== Segment start ==

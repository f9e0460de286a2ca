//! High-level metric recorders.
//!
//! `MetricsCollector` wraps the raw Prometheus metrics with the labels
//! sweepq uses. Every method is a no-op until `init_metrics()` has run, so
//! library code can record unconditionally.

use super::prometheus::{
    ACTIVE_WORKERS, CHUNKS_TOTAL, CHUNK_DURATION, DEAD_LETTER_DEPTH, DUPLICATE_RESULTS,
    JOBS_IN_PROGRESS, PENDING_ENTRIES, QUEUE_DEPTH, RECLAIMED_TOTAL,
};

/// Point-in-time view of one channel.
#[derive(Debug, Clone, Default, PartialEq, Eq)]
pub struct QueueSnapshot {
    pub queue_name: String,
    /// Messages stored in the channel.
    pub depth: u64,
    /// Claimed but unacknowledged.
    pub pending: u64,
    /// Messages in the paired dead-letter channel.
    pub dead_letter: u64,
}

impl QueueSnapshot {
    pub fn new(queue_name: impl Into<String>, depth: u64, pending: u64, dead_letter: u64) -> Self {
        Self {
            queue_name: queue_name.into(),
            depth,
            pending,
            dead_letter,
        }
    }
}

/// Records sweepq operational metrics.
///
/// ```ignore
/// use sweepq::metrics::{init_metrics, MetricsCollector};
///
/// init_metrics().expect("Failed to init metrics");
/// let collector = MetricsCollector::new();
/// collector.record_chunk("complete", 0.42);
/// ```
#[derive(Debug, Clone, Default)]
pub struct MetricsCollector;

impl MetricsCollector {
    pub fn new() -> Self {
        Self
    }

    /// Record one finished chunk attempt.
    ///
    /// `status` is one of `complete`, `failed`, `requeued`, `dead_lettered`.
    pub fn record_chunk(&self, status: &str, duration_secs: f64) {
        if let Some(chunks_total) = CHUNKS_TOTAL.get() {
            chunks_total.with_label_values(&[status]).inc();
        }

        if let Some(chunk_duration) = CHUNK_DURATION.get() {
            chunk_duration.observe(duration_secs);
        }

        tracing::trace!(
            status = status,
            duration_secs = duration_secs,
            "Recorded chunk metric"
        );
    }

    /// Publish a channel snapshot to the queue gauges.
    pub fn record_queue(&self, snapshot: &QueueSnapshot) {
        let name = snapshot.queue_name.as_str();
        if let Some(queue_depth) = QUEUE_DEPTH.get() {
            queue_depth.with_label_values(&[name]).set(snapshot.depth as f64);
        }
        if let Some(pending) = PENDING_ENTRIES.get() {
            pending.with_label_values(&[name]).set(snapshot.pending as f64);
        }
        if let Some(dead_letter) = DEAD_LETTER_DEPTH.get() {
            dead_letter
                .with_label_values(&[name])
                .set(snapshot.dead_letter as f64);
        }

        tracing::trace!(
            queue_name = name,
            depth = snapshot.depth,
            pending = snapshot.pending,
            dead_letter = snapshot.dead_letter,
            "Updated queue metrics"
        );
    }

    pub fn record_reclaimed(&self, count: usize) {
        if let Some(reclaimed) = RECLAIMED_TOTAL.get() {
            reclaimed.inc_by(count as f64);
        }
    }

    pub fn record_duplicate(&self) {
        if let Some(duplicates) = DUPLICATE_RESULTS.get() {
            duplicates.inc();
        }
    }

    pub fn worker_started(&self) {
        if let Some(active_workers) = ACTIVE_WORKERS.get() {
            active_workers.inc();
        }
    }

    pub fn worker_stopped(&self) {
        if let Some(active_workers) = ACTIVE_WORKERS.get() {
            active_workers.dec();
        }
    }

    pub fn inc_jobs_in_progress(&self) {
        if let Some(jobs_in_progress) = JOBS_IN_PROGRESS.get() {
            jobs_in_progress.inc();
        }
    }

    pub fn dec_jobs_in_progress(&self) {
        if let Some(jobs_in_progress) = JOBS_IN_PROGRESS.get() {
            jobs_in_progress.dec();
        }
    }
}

== Segment end ==

PROBLEM DETAILS:
Set down every record once more, exactly as written.

OUTPUT:
repository f9e0460de286a2ca
//! High-level metric recorders.
//!
//! `MetricsCollector` wraps the raw Prometheus metrics with the labels
//! sweepq uses. Every method is a no-op until `init_metrics()` has run, so
//! library code can record unconditionally.

use super::prometheus::{
    ACTIVE_WORKERS, CHUNKS_TOTAL, CHUNK_DURATION, DEAD_LETTER_DEPTH, DUPLICATE_RESULTS,
    JOBS_IN_PROGRESS, PENDING_ENTRIES, QUEUE_DEPTH, RECLAIMED_TOTAL,
};

/// Point-in-time view of one channel.
#[derive(Debug, Clone, Default, PartialEq, Eq)]
pub struct QueueSnapshot {
    pub queue_name: String,
    /// Messages stored in the channel.
    pub depth: u64,
    /// Claimed but unacknowledged.
    pub pending: u64,
    /// Messages in the paired dead-letter channel.
    pub dead_letter: u64,
}

impl QueueSnapshot {
    pub fn new(queue_name: impl Into<String>, depth: u64, pending: u64, dead_letter: u64) -> Self {
        Self {
            queue_name: queue_name.into(),
            depth,
            pending,
            dead_letter,
        }
    }
}

/// Records sweepq operational metrics.
///
/// ```ignore
/// use sweepq::metrics::{init_metrics, MetricsCollector};
///
/// init_metrics().expect("Failed to init metrics");
/// let collector = MetricsCollector::new();
/// collector.record_chunk("complete", 0.42);
/// ```
#[derive(Debug, Clone, Default)]
pub struct MetricsCollector;

impl MetricsCollector {
    pub fn new() -> Self {
        Self
    }

    /// Record one finished chunk attempt.
    ///
    /// `status` is one of `complete`, `failed`, `requeued`, `dead_lettered`.
    pub fn record_chunk(&self, status: &str, duration_secs: f64) {
        if let Some(chunks_total) = CHUNKS_TOTAL.get() {
            chunks_total.with_label_values(&[status]).inc();
        }

        if let Some(chunk_duration) = CHUNK_DURATION.get() {
            chunk_duration.observe(duration_secs);
        }

        tracing::trace!(
            status = status,
            duration_secs = duration_secs,
            "Recorded chunk metric"
        );
    }

    /// Publish a channel snapshot to the queue gauges.
    pub fn record_queue(&self, snapshot: &QueueSnapshot) {
        let name = snapshot.queue_name.as_str();
        if let Some(queue_depth) = QUEUE_DEPTH.get() {
            queue_depth.with_label_values(&[name]).set(snapshot.depth as f64);
        }
        if let Some(pending) = PENDING_ENTRIES.get() {
            pending.with_label_values(&[name]).set(snapshot.pending as f64);
        }
        if let Some(dead_letter) = DEAD_LETTER_DEPTH.get() {
            dead_letter
                .with_label_values(&[name])
                .set(snapshot.dead_letter as f64);
        }

        tracing::trace!(
            queue_name = name,
            depth = snapshot.depth,
            pending = snapshot.pending,
            dead_letter = snapshot.dead_letter,
            "Updated queue metrics"
        );
    }

    pub fn record_reclaimed(&self, count: usize) {
        if let Some(reclaimed) = RECLAIMED_TOTAL.get() {
            reclaimed.inc_by(count as f64);
        }
    }

    pub fn record_duplicate(&self) {
        if let Some(duplicates) = DUPLICATE_RESULTS.get() {
            duplicates.inc();
        }
    }

    pub fn worker_started(&self) {
        if let Some(active_workers) = ACTIVE_WORKERS.get() {
            active_workers.inc();
        }
    }

    pub fn worker_stopped(&self) {
        if let Some(active_workers) = ACTIVE_WORKERS.get() {
            active_workers.dec();
        }
    }

    pub fn inc_jobs_in_progress(&self) {
        if let Some(jobs_in_progress) = JOBS_IN_PROGRESS.get() {
            jobs_in_progress.inc();
        }
    }

    pub fn dec_jobs_in_progress(&self) {
        if let Some(jobs_in_progress) = JOBS_IN_PROGRESS.get() {
            jobs_in_progress.dec();
        }
    }
}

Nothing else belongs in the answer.